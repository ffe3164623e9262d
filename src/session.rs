use log::debug;
use std::future::Future;
use std::net::SocketAddr;
use std::time::Instant;
use tokio::net::TcpListener;
use tokio::task::JoinHandle;
use tokio_util::sync::CancellationToken;

/// How the next data connection will be established.
#[derive(Debug, Clone, Copy, PartialEq, Eq)]
pub enum DataMode {
    /// We listen, the client connects (PASV/EPSV).
    Passive,
    /// We connect back to the client (PORT).
    Active,
}

/// Listener created by the last PASV/EPSV, waiting for its single client.
#[derive(Debug)]
pub struct PassiveListener {
    pub listener: TcpListener,
    pub port: u16,
}

/// A transfer running in the background of the command loop.
#[derive(Debug)]
pub struct ActiveTransfer {
    pub cancel: CancellationToken,
    pub handle: JoinHandle<()>,
    /// Cancelled once the task has finished, however it ends.
    done: CancellationToken,
}

impl ActiveTransfer {
    pub fn spawn<F>(cancel: CancellationToken, task: F) -> Self
    where
        F: Future<Output = ()> + Send + 'static,
    {
        let done = CancellationToken::new();
        let guard = done.clone().drop_guard();
        let handle = tokio::spawn(async move {
            let _guard = guard;
            task.await;
        });
        Self {
            cancel,
            handle,
            done,
        }
    }

    pub fn is_finished(&self) -> bool {
        self.done.is_cancelled()
    }

    /// Token that fires when the task finishes, for waiting without taking
    /// the handle.
    pub fn done(&self) -> CancellationToken {
        self.done.clone()
    }
}

/// State of one FTP client connection. Only the owning command loop and
/// its handlers ever touch it.
#[derive(Debug)]
pub struct Session {
    pub id: u64,
    pub current_dir: String,
    pub type_: String, // The transfer type (A, I), stored only
    pub username: Option<String>,
    pub data_mode: Option<DataMode>,
    pub passive_listener: Option<PassiveListener>,
    pub active_addr: Option<SocketAddr>,
    pub last_activity: Instant,
    pub rename_from: Option<String>,
    pub rest_offset: Option<u64>,
    pub transfer: Option<ActiveTransfer>,
    pub quit: bool,
}

impl Session {
    pub fn new(id: u64) -> Self {
        Self {
            id,
            current_dir: String::from("/"),
            type_: "A".to_string(), // Default transfer type is ASCII
            username: None,
            data_mode: None,
            passive_listener: None,
            active_addr: None,
            last_activity: Instant::now(),
            rename_from: None,
            rest_offset: None,
            transfer: None,
            quit: false,
        }
    }

    pub fn touch(&mut self) {
        self.last_activity = Instant::now();
    }

    /// True while a transfer task is still running.
    pub fn has_active_transfer(&self) -> bool {
        self.transfer.as_ref().is_some_and(|t| !t.is_finished())
    }

    /// Replaces the pending passive listener; the previous one is closed.
    pub fn set_passive(&mut self, listener: PassiveListener) {
        if let Some(old) = self.passive_listener.replace(listener) {
            debug!(
                "Session {}: closing previous passive listener on port {}",
                self.id, old.port
            );
        }
        self.data_mode = Some(DataMode::Passive);
        self.active_addr = None;
    }

    pub fn set_active(&mut self, addr: SocketAddr) {
        self.passive_listener = None;
        self.active_addr = Some(addr);
        self.data_mode = Some(DataMode::Active);
    }

    /// Completion signal of the transfer still running, if any.
    pub fn transfer_done(&self) -> Option<CancellationToken> {
        self.transfer
            .as_ref()
            .filter(|t| !t.is_finished())
            .map(ActiveTransfer::done)
    }

    /// Detaches the running transfer, if any.
    pub fn take_transfer(&mut self) -> Option<ActiveTransfer> {
        self.transfer.take()
    }

    /// Drops every resource the session holds. The caller awaits the
    /// returned transfer so the remote handle is back in the pool before the
    /// session is gone.
    pub fn teardown(&mut self) -> Option<ActiveTransfer> {
        self.passive_listener = None;
        self.rename_from = None;
        self.rest_offset = None;
        let transfer = self.transfer.take();
        if let Some(transfer) = &transfer {
            transfer.cancel.cancel();
        }
        transfer
    }
}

+-------+

> _EXERCISE_: Every line holding the word "Instant" should be copied out of the material.

> _EXERCISE ANSWER_:
use std::time::Instant;
    pub last_activity: Instant,
            last_activity: Instant::now(),
        self.last_activity = Instant::now();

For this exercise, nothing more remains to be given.